Raymond and Beverley Sackler Fellowship, IHES, France (2005)

Research Topic

Annotation and Designed Perturbation of Protein Function and Pathways

Research Description

The primary goal of our bioinformatics laboratory is to understand how protein functional surfaces control critical events, such as binding, catalysis and active complex assembly. To address this problem typically requires exhaustive and expensive mutational analysis in the wetlab. Here instead, we analyze the mutational "experiments" already performed during evolution and recorded in sequence databases.

Specifically, we have developed a method of sequence analysis that identifies, among divergently related proteins, patterns of sequence variations that correlate with functional divergence. This evolutionary trace method (ET) ranks amino acids in a protein by their evolutionary (and presumably functional) importance.

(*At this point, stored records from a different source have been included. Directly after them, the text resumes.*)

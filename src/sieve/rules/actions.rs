/// Base actions (RFC 5228 section 4) and the `fileinto` / `reject` extensions.
use crate::sieve::ast::{Context, Node, NodeId};
use crate::sieve::error::Result;
use crate::sieve::lexer::{starts_with_keyword, Input};
use crate::sieve::requires::Requirements;
use crate::sieve::rules::atoms::Terminator;
use crate::sieve::rules::strings::SieveString;
use crate::sieve::rules::whitespace::Whitespace;

#[derive(Debug)]
pub struct ActionSpec {
    pub name: &'static str,
    pub keyword: &'static str,
    /// Takes a single string argument.
    pub argument: bool,
    pub extension: Option<&'static str>,
}

pub static KEEP: ActionSpec = ActionSpec {
    name: "action/keep",
    keyword: "keep",
    argument: false,
    extension: None,
};

pub static STOP: ActionSpec = ActionSpec {
    name: "action/stop",
    keyword: "stop",
    argument: false,
    extension: None,
};

pub static DISCARD: ActionSpec = ActionSpec {
    name: "action/discard",
    keyword: "discard",
    argument: false,
    extension: None,
};

pub static REDIRECT: ActionSpec = ActionSpec {
    name: "action/redirect",
    keyword: "redirect",
    argument: true,
    extension: None,
};

pub static FILEINTO: ActionSpec = ActionSpec {
    name: "action/fileinto",
    keyword: "fileinto",
    argument: true,
    extension: Some("fileinto"),
};

pub static REJECT: ActionSpec = ActionSpec {
    name: "action/reject",
    keyword: "reject",
    argument: true,
    extension: Some("reject"),
};

/// `<keyword> [<ws> <string>] ;`
#[derive(Debug, Clone)]
pub struct SimpleAction {
    id: NodeId,
    spec: &'static ActionSpec,
    keyword: String,
    argument: Option<(Whitespace, SieveString)>,
    terminator: Terminator,
}

impl SimpleAction {
    pub fn new(cx: &mut Context<'_>, spec: &'static ActionSpec) -> Self {
        let id = cx.next_id();
        let argument = spec
            .argument
            .then(|| (Whitespace::new(cx, " "), SieveString::new(cx, "")));
        Self {
            id,
            spec,
            keyword: spec.keyword.to_string(),
            argument,
            terminator: Terminator::new(cx),
        }
    }

    pub fn keep(cx: &mut Context<'_>) -> Self {
        Self::new(cx, &KEEP)
    }

    pub fn stop(cx: &mut Context<'_>) -> Self {
        Self::new(cx, &STOP)
    }

    pub fn matches_spec(spec: &ActionSpec, s: &str) -> bool {
        starts_with_keyword(s, spec.keyword)
    }

    pub fn argument(&self) -> Option<String> {
        self.argument.as_ref().map(|(_, s)| s.value())
    }

    /// Returns false for actions without an argument.
    pub fn set_argument(&mut self, value: &str) -> bool {
        match &mut self.argument {
            Some((_, s)) => {
                s.set_value(value);
                true
            }
            None => false,
        }
    }
}

impl Node for SimpleAction {
    fn id(&self) -> NodeId {
        self.id
    }

    fn kind(&self) -> &'static str {
        self.spec.name
    }

    fn init<'a>(&mut self, cx: &mut Context<'_>, input: Input<'a>) -> Result<Input<'a>> {
        let (keyword, mut input) = input.keyword(self.spec.keyword)?;
        self.keyword = keyword.to_string();
        if let Some((ws, value)) = &mut self.argument {
            input = ws.init(cx, input)?;
            input = value.init(cx, input)?;
        }
        self.terminator.init(cx, input)
    }

    fn to_script(&self, out: &mut String) {
        out.push_str(&self.keyword);
        if let Some((ws, value)) = &self.argument {
            ws.to_script(out);
            value.to_script(out);
        }
        self.terminator.to_script(out);
    }

    fn requires(&self, requires: &mut Requirements) {
        if let Some(ext) = self.spec.extension {
            requires.require(ext);
        }
    }

    fn children(&self) -> Vec<&dyn Node> {
        let mut children = Vec::new();
        if let Some((ws, value)) = &self.argument {
            children.push(ws as &dyn Node);
            children.push(value as &dyn Node);
        }
        children.push(&self.terminator as &dyn Node);
        children
    }

    fn children_mut(&mut self) -> Vec<&mut dyn Node> {
        let mut children = Vec::new();
        if let Some((ws, value)) = &mut self.argument {
            children.push(ws as &mut dyn Node);
            children.push(value as &mut dyn Node);
        }
        children.push(&mut self.terminator as &mut dyn Node);
        children
    }
}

As a consequence of this ranking, it becomes possible to locate functional surfaces on a structure, probe the molecular details of active site function and specificity, and recognize cryptic functional commonalties in distantly related proteins.

We are using this new approach to probe G protein-mediated signaling, and transcriptional regulation by intracellular hormone receptors. Our focus in those systems is 1) to model and understand the mechanisms of G protein-coupled receptors; 2) to characterize interactions between these receptors and the G proteins; and 3) to decipher the origin of recognition specificity between transcriptional factors and their response elements. In turn, these systems are test beds for computational tools that can be used broadly to study helical transmembrane receptors, protein-protein interactions and protein-DNA interactions.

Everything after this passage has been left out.